Prizm – identical cars produced on the same assembly line at a jointly owned plant. But Toyota

was outselling Chevrolet by four to one and this wall all due to brand of Toyota. Toyota being the
reliable, economical, easy-to drive cars at reasonable cost with good after sales service has stronger

brand than others i.e. Toyota has been better in simply providing what customer needs better than

others. In service sectors, keeping the basic product and service promises to customers would allow

the company to enjoy big return on its investments ad this will generate huge, positive and well

braded publicity just as in the case of Robert and Retailer B&Q. The moral is Customers don't

want bells and whistles and don't care about trivial differences between brands. What they really

want are quality products, reliable services, and fair value for money. Yet most companies

consistently fail to meet these basic customer needs

Having customer's insight is very important. General Motors has always been good in

market research but very weak at implementing those insights into actions. But in case of Toyota,

it has good brand value as it focus on continuous improvement. This does not mean being simply

better is all about the operational excellence, it's about making improvements as per the customer

needs.

Looking forward marketers need to focus on reducing the factors leading to customer

dissatisfaction and focus on ways to offer products that meet its promises and remains customer

relevant.
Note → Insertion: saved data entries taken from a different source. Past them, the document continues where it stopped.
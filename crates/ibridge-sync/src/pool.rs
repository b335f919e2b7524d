//! Transfer worker pool and pass counters
//!
//! A pass hands the pool its candidate list; the pool spawns one task per
//! file, bounds how many run at once with a counting semaphore, and blocks
//! until all of them have finished. One file failing never stops its
//! siblings.

use std::future::Future;
use std::path::PathBuf;
use std::sync::atomic::{AtomicU64, Ordering};
use std::sync::{Arc, Mutex, PoisonError};
use std::time::Duration;

use anyhow::Result;
use tokio::sync::Semaphore;
use tokio::task::JoinSet;
use tracing::{debug, error, warn};

use ibridge_core::domain::{SyncMode, SyncSummary, TransferDirection};
use ibridge_core::ports::IProgressObserver;

/// Default number of concurrent transfers
pub const DEFAULT_CONCURRENCY: usize = 10;

// ============================================================================
// TransferTask
// ============================================================================

/// One file to move in one direction. Created per file per pass.
#[derive(Debug, Clone, PartialEq, Eq)]
pub struct TransferTask {
    pub local_path: PathBuf,
    pub remote_path: String,
    pub direction: TransferDirection,
}

impl TransferTask {
    pub fn upload(local_path: PathBuf, remote_path: String) -> Self {
        Self {
            local_path,
            remote_path,
            direction: TransferDirection::Upload,
        }
    }

    pub fn download(remote_path: String, local_path: PathBuf) -> Self {
        Self {
            local_path,
            remote_path,
            direction: TransferDirection::Download,
        }
    }

    /// Where the bytes come from
    pub fn source(&self) -> String {
        match self.direction {
            TransferDirection::Upload => self.local_path.display().to_string(),
            TransferDirection::Download => self.remote_path.clone(),
        }
    }

    /// Where the bytes go
    pub fn destination(&self) -> String {
        match self.direction {
            TransferDirection::Upload => self.remote_path.clone(),
            TransferDirection::Download => self.local_path.display().to_string(),
        }
    }
}

/// What a worker did with its task
#[derive(Debug, Clone, Copy, PartialEq, Eq)]
pub enum TaskOutcome {
    Transferred,
    Skipped,
}

// ============================================================================
// SyncStats
// ============================================================================

/// Counters of one full pass
///
/// Created fresh for every pass and shared by all workers of that pass.
/// Counters only move through atomic increments.
#[derive(Debug, Default)]
pub struct SyncStats {
    transferred: AtomicU64,
    downloaded: AtomicU64,
    deleted: AtomicU64,
    skipped: AtomicU64,
    errors: AtomicU64,
    error_messages: Mutex<Vec<String>>,
}

impl SyncStats {
    pub fn new() -> Self {
        Self::default()
    }

    /// Count a completed transfer under its direction
    pub fn record_transferred(&self, direction: TransferDirection) {
        match direction {
            TransferDirection::Upload => self.transferred.fetch_add(1, Ordering::Relaxed),
            TransferDirection::Download => self.downloaded.fetch_add(1, Ordering::Relaxed),
        };
    }

    pub fn record_deleted(&self) {
        self.deleted.fetch_add(1, Ordering::Relaxed);
    }

    pub fn record_skipped(&self) {
        self.skipped.fetch_add(1, Ordering::Relaxed);
    }

    pub fn record_error(&self, message: impl Into<String>) {
        self.errors.fetch_add(1, Ordering::Relaxed);
        self.error_messages
            .lock()
            .unwrap_or_else(PoisonError::into_inner)
            .push(message.into());
    }

    pub fn transferred(&self) -> u64 {
        self.transferred.load(Ordering::Relaxed)
    }

    pub fn downloaded(&self) -> u64 {
        self.downloaded.load(Ordering::Relaxed)
    }

    pub fn skipped(&self) -> u64 {
        self.skipped.load(Ordering::Relaxed)
    }

    pub fn errors(&self) -> u64 {
        self.errors.load(Ordering::Relaxed)
    }

    /// Freeze the counters into a summary
    pub fn snapshot(&self, mode: SyncMode, duration: Duration) -> SyncSummary {
        SyncSummary {
            mode,
            transferred: self.transferred(),
            downloaded: self.downloaded(),
            deleted: self.deleted.load(Ordering::Relaxed),
            skipped: self.skipped(),
            errors: self.errors(),
            error_messages: self
                .error_messages
                .lock()
                .unwrap_or_else(PoisonError::into_inner)
                .clone(),
            duration_ms: duration.as_millis() as u64,
        }
    }
}

// ============================================================================
// TransferPool
// ============================================================================

/// Semaphore-bounded executor for per-file transfer tasks
#[derive(Debug, Clone)]
pub struct TransferPool {
    semaphore: Arc<Semaphore>,
    concurrency: usize,
}

impl Default for TransferPool {
    fn default() -> Self {
        Self::new(DEFAULT_CONCURRENCY)
    }
}

impl TransferPool {
    /// A pool running at most `concurrency` tasks at once (at least one).
    pub fn new(concurrency: usize) -> Self {
        let concurrency = concurrency.max(1);
        Self {
            semaphore: Arc::new(Semaphore::new(concurrency)),
            concurrency,
        }
    }

    pub fn concurrency(&self) -> usize {
        self.concurrency
    }

    /// Run `worker` over every task and wait for all of them.
    ///
    /// Outcomes are folded into `stats` and reported to `observer` as tasks
    /// complete, in completion order. A worker error or panic is recorded
    /// against its file only.
    pub async fn run<F, Fut>(
        &self,
        tasks: Vec<TransferTask>,
        stats: &SyncStats,
        observer: &dyn IProgressObserver,
        worker: F,
    ) where
        F: Fn(TransferTask) -> Fut + Send + Sync + 'static,
        Fut: Future<Output = Result<TaskOutcome>> + Send + 'static,
    {
        let worker = Arc::new(worker);
        let mut set = JoinSet::new();

        for task in tasks {
            let semaphore = Arc::clone(&self.semaphore);
            let worker = Arc::clone(&worker);
            set.spawn(async move {
                let outcome = match semaphore.acquire_owned().await {
                    Ok(_permit) => worker(task.clone()).await,
                    Err(e) => Err(anyhow::anyhow!("transfer pool closed: {e}")),
                };
                (task, outcome)
            });
        }

        while let Some(joined) = set.join_next().await {
            match joined {
                Ok((task, Ok(TaskOutcome::Transferred))) => {
                    debug!(
                        direction = %task.direction,
                        source = %task.source(),
                        destination = %task.destination(),
                        "Transferred"
                    );
                    stats.record_transferred(task.direction);
                    observer.on_transferred(&task.local_path, task.direction);
                }
                Ok((task, Ok(TaskOutcome::Skipped))) => {
                    stats.record_skipped();
                    observer.on_skipped(&task.local_path);
                }
                Ok((task, Err(err))) => {
                    let msg = format!("{}: {err:#}", task.source());
                    warn!(%msg, "Transfer failed");
                    stats.record_error(msg);
                    observer.on_error(&task.local_path, &err);
                }
                Err(join_err) => {
                    error!(error = %join_err, "Transfer task panicked");
                    stats.record_error(format!("transfer task panicked: {join_err}"));
                }
            }
        }
    }
}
Simply better" outlines an actionable framework managers can use to: Understand what

customers really value and why they buy the brands they do, Discover basic, unmet needs ripe for

reliable solutions, Channel customer dissatisfaction into performance improvements and create a

learning culture that continuously responds to changing customer needs. While being unique might

be exciting and appealing, it doesn't drive business success. This gives the rise in the need to focus

on what actually matters to customers. Differentiation of brand is relevant but not an end.